I turned, intent on marching to the closest spot where I could easily leap to the fence and vanish without a trace, but at the same moment, the thump of several footfalls reached my ears from the direction of the front gate. With a hitch of my heart, I ducked as close to the roof as I could get.

There was a rattling sound by the gate and a murmur of low voices. I flattened myself, braced to make a run for it as soon as I was sure I had a good opening. Then the gate swung open, and it wasn’t enemies but the men I’d left back at the apartment who strode into the storage facility.

They didn’t throw caution to the wind. I saw Blaze make a gesture toward the nearest camera and them all adjust their course to avoid it, and their heads swiveled to watch for any threat around them. But they marched quickly toward the aisle with the unit I’d already determined the geocoordinates pointed to with less stealth and wariness than I wished they’d used. They didn’t notice me where I was crouched on the roof a few aisles away.

I straightened up and waved my arms, but they didn’t glance my way again, already finished with their scan of the rooftops. They were focused on the environment at their eye level now. My chest itched with the urge to yell, but if this was a trap, that would only alert whoever was waiting to spring it that I was on to them. Shit.

Continuing to gesture in the hopes of getting the crew’s attention, I darted along the roof with feet set as silently as I could manage. If I could just get in front of them instead of off to the side, they’d have to notice me. My pulse thudded through my veins.

Maybe I was wrong about the trap. Maybe there was a normal explanation for everything that’d unnerved me. I desperately hoped that was true—but I couldn’t stake their lives and mine on that hope.

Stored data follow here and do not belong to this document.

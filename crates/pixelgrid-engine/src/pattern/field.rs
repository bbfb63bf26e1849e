//! Continuous two-color field library.
//!
//! Every sample is a pure function of `(x, y, grid, t, params)` except
//! [`grain`], which draws from the supplied RNG. Results are full-opacity colors
//! clamped to the 8-bit gamut.

use rand::Rng;

use crate::paint::{Color, lerp};

use super::{CellFill, Grid, PatternKind};

/// Edge length of a checkerboard square, in cells.
pub const CHECKER_SIZE: f32 = 4.0;

/// Quantization levels used by `pixelWave` unless configured otherwise.
pub const DEFAULT_LEVELS: u32 = 5;

const WAVE_FREQ: f32 = 0.6;
const PIXEL_WAVE_AMP: f32 = 5.0;
const PIXEL_WAVE_SPEED: f32 = 2.0;

/// Inputs of the field library.
#[derive(Debug, Copy, Clone, PartialEq)]
pub struct FieldParams {
    pub base: Color,
    pub secondary: Color,
    /// Noise amplitude of `wave` and `grain`, 0–100.
    pub variance: f32,
    /// Quantization levels of `pixelWave`; values below 1 behave like 1.
    pub levels: u32,
}

impl Default for FieldParams {
    fn default() -> Self {
        Self {
            base: Color::rgb(75, 0, 130),
            secondary: Color::rgb(255, 200, 0),
            variance: 30.0,
            levels: DEFAULT_LEVELS,
        }
    }
}

/// Geometry of the grid relative to its center, precomputed once per frame.
#[derive(Debug, Copy, Clone)]
struct Center {
    x: f32,
    y: f32,
    max_dist: f32,
}

impl Center {
    fn of(grid: Grid) -> Self {
        let x = grid.cols as f32 / 2.0;
        let y = grid.rows as f32 / 2.0;
        Self { x, y, max_dist: (x * x + y * y).sqrt() }
    }

    /// Distance of `(x, y)` normalized by the corner distance; 0 on a degenerate grid.
    #[inline]
    fn normalized(&self, x: f32, y: f32) -> f32 {
        if self.max_dist > 0.0 {
            (x - self.x).hypot(y - self.y) / self.max_dist
        } else {
            0.0
        }
    }
}

/// Maps a sinusoid in `[-1, 1]` onto the base→secondary gradient.
#[inline]
fn blend(p: &FieldParams, wave: f32) -> Color {
    lerp(p.base, p.secondary, (wave + 1.0) / 2.0)
}

pub fn wave(x: f32, y: f32, t: f32, p: &FieldParams) -> Color {
    let noise = (x * WAVE_FREQ + t).sin() * (y * WAVE_FREQ + t).cos() * p.variance;
    p.base.offset(noise).clamped()
}

pub fn stripes(x: f32, t: f32, p: &FieldParams) -> Color {
    blend(p, (x * WAVE_FREQ + t).sin())
}

/// Concentric rings around the integer center cell.
pub fn dots(x: f32, y: f32, grid: Grid, t: f32, p: &FieldParams) -> Color {
    let dx = x - (grid.cols / 2) as f32;
    let dy = y - (grid.rows / 2) as f32;
    blend(p, (dx.hypot(dy) * 0.4 - t * 0.8).sin())
}

pub fn ripple(x: f32, y: f32, grid: Grid, t: f32, p: &FieldParams) -> Color {
    let nd = Center::of(grid).normalized(x, y);
    blend(p, (nd * 20.0 - t * 5.0).sin() * (-nd * 3.0).exp())
}

pub fn pulse(x: f32, y: f32, grid: Grid, t: f32, p: &FieldParams) -> Color {
    let nd = Center::of(grid).normalized(x, y);
    blend(p, (nd * 10.0 - t * 5.0).sin())
}

pub fn vortex(x: f32, y: f32, grid: Grid, t: f32, p: &FieldParams) -> Color {
    let c = Center::of(grid);
    let (dx, dy) = (x - c.x, y - c.y);
    blend(p, (dy.atan2(dx) + dx.hypot(dy) * 0.4 - t * 1.6).sin())
}

pub fn checkerboard(x: f32, y: f32, t: f32, p: &FieldParams) -> Color {
    let shift = (t * 2.0).sin() * CHECKER_SIZE / 2.0;
    let parity = ((x + shift) / CHECKER_SIZE).floor() + ((y + shift) / CHECKER_SIZE).floor();
    if parity.rem_euclid(2.0) == 0.0 { p.base } else { p.secondary }
}

/// Two crossed sine waves, quantized to `levels` bands.
pub fn pixel_wave(x: f32, y: f32, t: f32, p: &FieldParams) -> Color {
    let levels = p.levels.max(1) as f32;
    let h = (x * WAVE_FREQ + t * PIXEL_WAVE_SPEED).sin() * PIXEL_WAVE_AMP;
    let v = (y * WAVE_FREQ + t * PIXEL_WAVE_SPEED).cos() * PIXEL_WAVE_AMP;
    let combined = (h + v) / 2.0;
    let q = ((combined + PIXEL_WAVE_AMP) / (2.0 * PIXEL_WAVE_AMP) * levels).floor() / levels;
    let c = lerp(p.base, p.secondary, q);
    Color::new(c.r.round(), c.g.round(), c.b.round())
}

/// Per-cell noise biased towards darkening the base color.
pub fn grain<R: Rng + ?Sized>(rng: &mut R, p: &FieldParams) -> Color {
    let noise = (rng.gen_range(0.0..1.0_f32) - 0.6) * 2.0 * p.variance;
    p.base.offset(noise).clamped()
}

/// Samples one cell of a field pattern. Returns `None` for shapes-family kinds.
pub fn sample<R: Rng + ?Sized>(
    kind: PatternKind,
    x: u32,
    y: u32,
    grid: Grid,
    t: f32,
    p: &FieldParams,
    rng: &mut R,
) -> Option<Color> {
    let (fx, fy) = (x as f32, y as f32);
    let color = match kind {
        PatternKind::Wave => wave(fx, fy, t, p),
        PatternKind::Ripple => ripple(fx, fy, grid, t, p),
        PatternKind::Stripes => stripes(fx, t, p),
        PatternKind::Dots => dots(fx, fy, grid, t, p),
        PatternKind::Vortex => vortex(fx, fy, grid, t, p),
        PatternKind::Pulse => pulse(fx, fy, grid, t, p),
        PatternKind::Checkerboard => checkerboard(fx, fy, t, p),
        PatternKind::PixelWave => pixel_wave(fx, fy, t, p),
        PatternKind::Grain => grain(rng, p),
        _ => return None,
    };
    Some(color)
}

/// Paints every cell of `grid` with field pattern `kind` at full opacity.
pub fn paint_field<R, F>(kind: PatternKind, grid: Grid, t: f32, p: &FieldParams, rng: &mut R, emit: &mut F)
where
    R: Rng + ?Sized,
    F: FnMut(CellFill) + ?Sized,
{
    for (x, y) in grid.cells() {
        let Some(color) = sample(kind, x, y, grid, t, p, rng) else {
            return;
        };
        emit(CellFill::new(x as f32 * grid.cell, y as f32 * grid.cell, color, 255.0));
    }
}
//! Logging utilities.
//!
//! Centralizes logger initialization. Library code only uses the `log` facade;
//! binaries and tests opt in to `env_logger` through [`init_logging`].

mod init;

pub use init::{LoggingConfig, init_logging};
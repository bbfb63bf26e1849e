use super::Vec2;

/// Drawing surface size in pixels.
///
/// The pattern library treats this as the canvas the grid is laid over.
#[derive(Debug, Copy, Clone, Default, PartialEq)]
pub struct Viewport {
    pub width: f32,
    pub height: f32,
}

impl Viewport {
    #[inline]
    pub const fn new(width: f32, height: f32) -> Self {
        Self { width, height }
    }

    #[inline]
    pub fn is_valid(self) -> bool {
        self.width > 0.0 && self.height > 0.0 && self.width.is_finite() && self.height.is_finite()
    }

    #[inline]
    pub fn center(self) -> Vec2 {
        Vec2::new(self.width / 2.0, self.height / 2.0)
    }

    /// Radius of the largest circle centered on the surface that fits inside it.
    #[inline]
    pub fn inscribed_radius(self) -> f32 {
        self.width.min(self.height) / 2.0
    }
}
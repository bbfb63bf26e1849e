use anyhow::{Result, bail};

use pixelgrid_engine::config::{
    ALPHA_RANGE, CELL_SIZE_RANGE, CONTENT_SIZE_RANGE, ConfigStore, Configuration, LEVELS_RANGE, SPEED_RANGE,
    VARIANCE_RANGE,
};
use pixelgrid_engine::pattern::{PatternFamily, PatternKind};

/// Numeric settings exposed as sliders.
#[derive(Debug, Copy, Clone, Eq, PartialEq, Hash)]
pub enum SliderId {
    Alpha,
    ContentSize,
    Speed,
    CellSize,
    Variance,
    Levels,
}

/// Range, step and label of one slider.
///
/// Values reaching the store are snapped to `step` and clamped to `[min, max]`.
#[derive(Debug, Copy, Clone, PartialEq)]
pub struct SliderSpec {
    pub id: SliderId,
    pub label: &'static str,
    pub min: f32,
    pub max: f32,
    pub step: f32,
}

pub const SLIDERS: [SliderSpec; 6] = [
    SliderSpec::of(SliderId::Alpha),
    SliderSpec::of(SliderId::ContentSize),
    SliderSpec::of(SliderId::Speed),
    SliderSpec::of(SliderId::CellSize),
    SliderSpec::of(SliderId::Variance),
    SliderSpec::of(SliderId::Levels),
];

impl SliderSpec {
    pub const fn of(id: SliderId) -> Self {
        let (label, min, max, step) = match id {
            SliderId::Alpha => ("Saturation", *ALPHA_RANGE.start(), *ALPHA_RANGE.end(), 1.0),
            SliderId::ContentSize => ("Content Size", *CONTENT_SIZE_RANGE.start(), *CONTENT_SIZE_RANGE.end(), 1.0),
            SliderId::Speed => ("Animation Speed", *SPEED_RANGE.start(), *SPEED_RANGE.end(), 0.01),
            SliderId::CellSize => ("Pixel Size", *CELL_SIZE_RANGE.start(), *CELL_SIZE_RANGE.end(), 1.0),
            SliderId::Variance => ("Color Variance", *VARIANCE_RANGE.start(), *VARIANCE_RANGE.end(), 5.0),
            SliderId::Levels => ("Levels", *LEVELS_RANGE.start() as f32, *LEVELS_RANGE.end() as f32, 1.0),
        };
        Self { id, label, min, max, step }
    }

    /// Snaps to the nearest step from `min`, then clamps. NaN maps to `min`.
    pub fn snap(&self, value: f32) -> f32 {
        if value.is_nan() {
            return self.min;
        }
        let steps = ((value - self.min) / self.step).round();
        // Re-round to the step's decimals so 0.1 + 70 * 0.01 lands on 0.8.
        let scale = (1.0 / self.step).max(1.0);
        (((self.min + steps * self.step) * scale).round() / scale).clamp(self.min, self.max)
    }

    /// Normalized position in [0, 1].
    pub fn normalized(&self, value: f32) -> f32 {
        if (self.max - self.min).abs() < f32::EPSILON {
            0.0
        } else {
            ((value - self.min) / (self.max - self.min)).clamp(0.0, 1.0)
        }
    }

    /// Snapped value at `fraction` of the track.
    pub fn value_at(&self, fraction: f32) -> f32 {
        let t = fraction.clamp(0.0, 1.0);
        self.snap(self.min + t * (self.max - self.min))
    }

    pub fn current(&self, config: &Configuration) -> f32 {
        match self.id {
            SliderId::Alpha => config.alpha,
            SliderId::ContentSize => config.content_size,
            SliderId::Speed => config.speed,
            SliderId::CellSize => config.cell_size,
            SliderId::Variance => config.field.variance,
            SliderId::Levels => config.field.levels as f32,
        }
    }

    /// Label with the current value, e.g. `Animation Speed: 0.80x`.
    pub fn caption(&self, config: &Configuration) -> String {
        let v = self.current(config);
        match self.id {
            SliderId::Speed => format!("{}: {v:.2}x", self.label),
            SliderId::CellSize => format!("{}: {v}px", self.label),
            SliderId::Variance => format!("{}: {v}%", self.label),
            _ => format!("{}: {v}", self.label),
        }
    }
}

/// A user action from the shell.
#[derive(Debug, Clone, PartialEq)]
pub enum ControlInput {
    Pattern(String),
    /// Named palette, or `"random"` for a fresh random one.
    Palette(String),
    RandomPalette,
    Slider(SliderId, f32),
    CustomChannel { index: usize, channel: usize, value: f32 },
    CustomHex { index: usize, hex: String },
    BackgroundHex(String),
    /// Channel of the field base (`secondary == false`) or secondary color.
    FieldChannel { secondary: bool, channel: usize, value: f32 },
    ToggleAnimation,
}

/// Applies one input to the store.
///
/// Pattern names are passed through verbatim; an unknown one is reported by the
/// renderer on the next frame. Inputs the store rejects are errors.
pub fn apply(store: &mut ConfigStore, input: &ControlInput) -> Result<()> {
    match input {
        ControlInput::Pattern(name) => store.set_pattern(name),
        ControlInput::Palette(name) => {
            if !store.select_palette(name) {
                bail!("unknown palette `{name}`");
            }
        }
        ControlInput::RandomPalette => store.generate_random_palette(),
        ControlInput::Slider(id, value) => {
            let v = SliderSpec::of(*id).snap(*value);
            match id {
                SliderId::Alpha => store.set_alpha(v),
                SliderId::ContentSize => store.set_content_size(v),
                SliderId::Speed => store.set_speed(v),
                SliderId::CellSize => store.set_cell_size(v),
                SliderId::Variance => store.set_variance(v),
                SliderId::Levels => store.set_levels(v as u32),
            }
        }
        ControlInput::CustomChannel { index, channel, value } => {
            if !store.set_custom_channel(*index, *channel, *value) {
                bail!("no custom color channel {index}:{channel}");
            }
        }
        ControlInput::CustomHex { index, hex } => {
            if !store.set_custom_hex(*index, hex) {
                bail!("cannot set custom color {index} to `{hex}`");
            }
        }
        ControlInput::BackgroundHex(hex) => {
            if !store.set_background_hex(hex) {
                bail!("invalid background color `{hex}`");
            }
        }
        ControlInput::FieldChannel { secondary, channel, value } => {
            if !store.set_field_channel(*secondary, *channel, *value) {
                bail!("invalid color channel {channel}");
            }
        }
        ControlInput::ToggleAnimation => {
            store.toggle_animating();
        }
    }
    Ok(())
}

/// `(name, label)` pairs for a pattern selector.
pub fn pattern_options(family: PatternFamily) -> Vec<(&'static str, &'static str)> {
    PatternKind::ALL
        .iter()
        .filter(|k| k.family() == family)
        .map(|k| (k.name(), k.label()))
        .collect()
}

/// `(name, label)` pairs for the palette selector, `random` last.
pub fn palette_options(store: &ConfigStore) -> Vec<(String, String)> {
    let mut out: Vec<_> = store.palettes().iter().map(|p| (p.name.clone(), p.label.clone())).collect();
    out.push(("random".to_string(), "Random".to_string()));
    out
}

#[cfg(test)]
mod tests {
    use super::*;

    fn store() -> ConfigStore {
        ConfigStore::with_seed(3)
    }

    // ── slider specs ──────────────────────────────────────────────────────

    #[test]
    fn specs_follow_config_ranges() {
        let alpha = SliderSpec::of(SliderId::Alpha);
        assert_eq!((alpha.min, alpha.max), (100.0, 255.0));
        let levels = SliderSpec::of(SliderId::Levels);
        assert_eq!((levels.min, levels.max), (2.0, 10.0));
        assert!(SLIDERS.iter().all(|s| s.min < s.max && s.step > 0.0));
    }

    #[test]
    fn snap_rounds_to_step_and_clamps() {
        let speed = SliderSpec::of(SliderId::Speed);
        assert_eq!(speed.snap(0.803), 0.8);
        assert_eq!(speed.snap(9.0), 1.5);
        assert_eq!(speed.snap(f32::NAN), 0.1);

        let variance = SliderSpec::of(SliderId::Variance);
        assert_eq!(variance.snap(37.0), 35.0);
        assert_eq!(variance.snap(-4.0), 0.0);
    }

    #[test]
    fn track_position_maps_to_value() {
        let alpha = SliderSpec::of(SliderId::Alpha);
        assert_eq!(alpha.value_at(0.0), 100.0);
        assert_eq!(alpha.value_at(1.0), 255.0);
        assert_eq!(alpha.value_at(2.0), 255.0);
        assert!((alpha.normalized(alpha.value_at(0.5)) - 0.5).abs() < 0.01);
    }

    #[test]
    fn captions_show_current_value() {
        let config = Configuration::default();
        assert_eq!(SliderSpec::of(SliderId::Speed).caption(&config), "Animation Speed: 1.00x");
        assert_eq!(SliderSpec::of(SliderId::CellSize).caption(&config), "Pixel Size: 10px");
        assert_eq!(SliderSpec::of(SliderId::Alpha).caption(&config), "Saturation: 255");
    }

    // ── inputs ────────────────────────────────────────────────────────────

    #[test]
    fn slider_input_reaches_store() {
        let mut s = store();
        apply(&mut s, &ControlInput::Slider(SliderId::Speed, 0.456)).unwrap();
        assert_eq!(s.config().speed, 0.46);
        apply(&mut s, &ControlInput::Slider(SliderId::Levels, 7.4)).unwrap();
        assert_eq!(s.config().field.levels, 7);
    }

    #[test]
    fn pattern_is_passed_verbatim() {
        let mut s = store();
        apply(&mut s, &ControlInput::Pattern("nonexistent".into())).unwrap();
        assert_eq!(s.config().pattern, "nonexistent");
    }

    #[test]
    fn rejected_inputs_are_errors() {
        let mut s = store();
        assert!(apply(&mut s, &ControlInput::Palette("nope".into())).is_err());
        assert!(apply(&mut s, &ControlInput::BackgroundHex("#12".into())).is_err());
        assert!(apply(&mut s, &ControlInput::CustomHex { index: 0, hex: "#ffffff".into() }).is_err());

        apply(&mut s, &ControlInput::RandomPalette).unwrap();
        apply(&mut s, &ControlInput::CustomHex { index: 0, hex: "#ffffff".into() }).unwrap();
        apply(&mut s, &ControlInput::CustomChannel { index: 0, channel: 1, value: 10.0 }).unwrap();
        assert_eq!(s.config().custom_colors[0].to_rgb8(), [255, 10, 255]);
        assert!(apply(&mut s, &ControlInput::CustomChannel { index: 0, channel: 3, value: 1.0 }).is_err());
    }

    #[test]
    fn toggle_flips_animating() {
        let mut s = store();
        apply(&mut s, &ControlInput::ToggleAnimation).unwrap();
        assert!(!s.config().animating);
    }

    #[test]
    fn options_list_known_names() {
        let shapes = pattern_options(PatternFamily::Shapes);
        assert!(shapes.iter().any(|(n, _)| *n == "random"));
        assert!(shapes.iter().all(|(n, _)| n.parse::<PatternKind>().is_ok()));

        let palettes = palette_options(&store());
        assert_eq!(palettes.last().map(|p| p.0.as_str()), Some("random"));
        assert!(palettes.iter().any(|(n, _)| n == "color1"));
    }
}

Why weren’t they picking up on the same clues? I guessed I couldn’t blame them for missing the cameras, since I hadn’t spotted the oddity with them until I was up here. But coming through the front gate had been a bold move. It was as if they were in so much of a hurry that they’d set aside caution for haste. What was so urgent about this investigation?

Me, I realized with a jolt of shock. That was the only conceivable explanation. They’d obviously realized I’d come here following the alert on Blaze’s computer, and they’d rushed after me. The bigger question was why exactly it’d mattered so much to them, but I could ask them that after we were all out of here safely.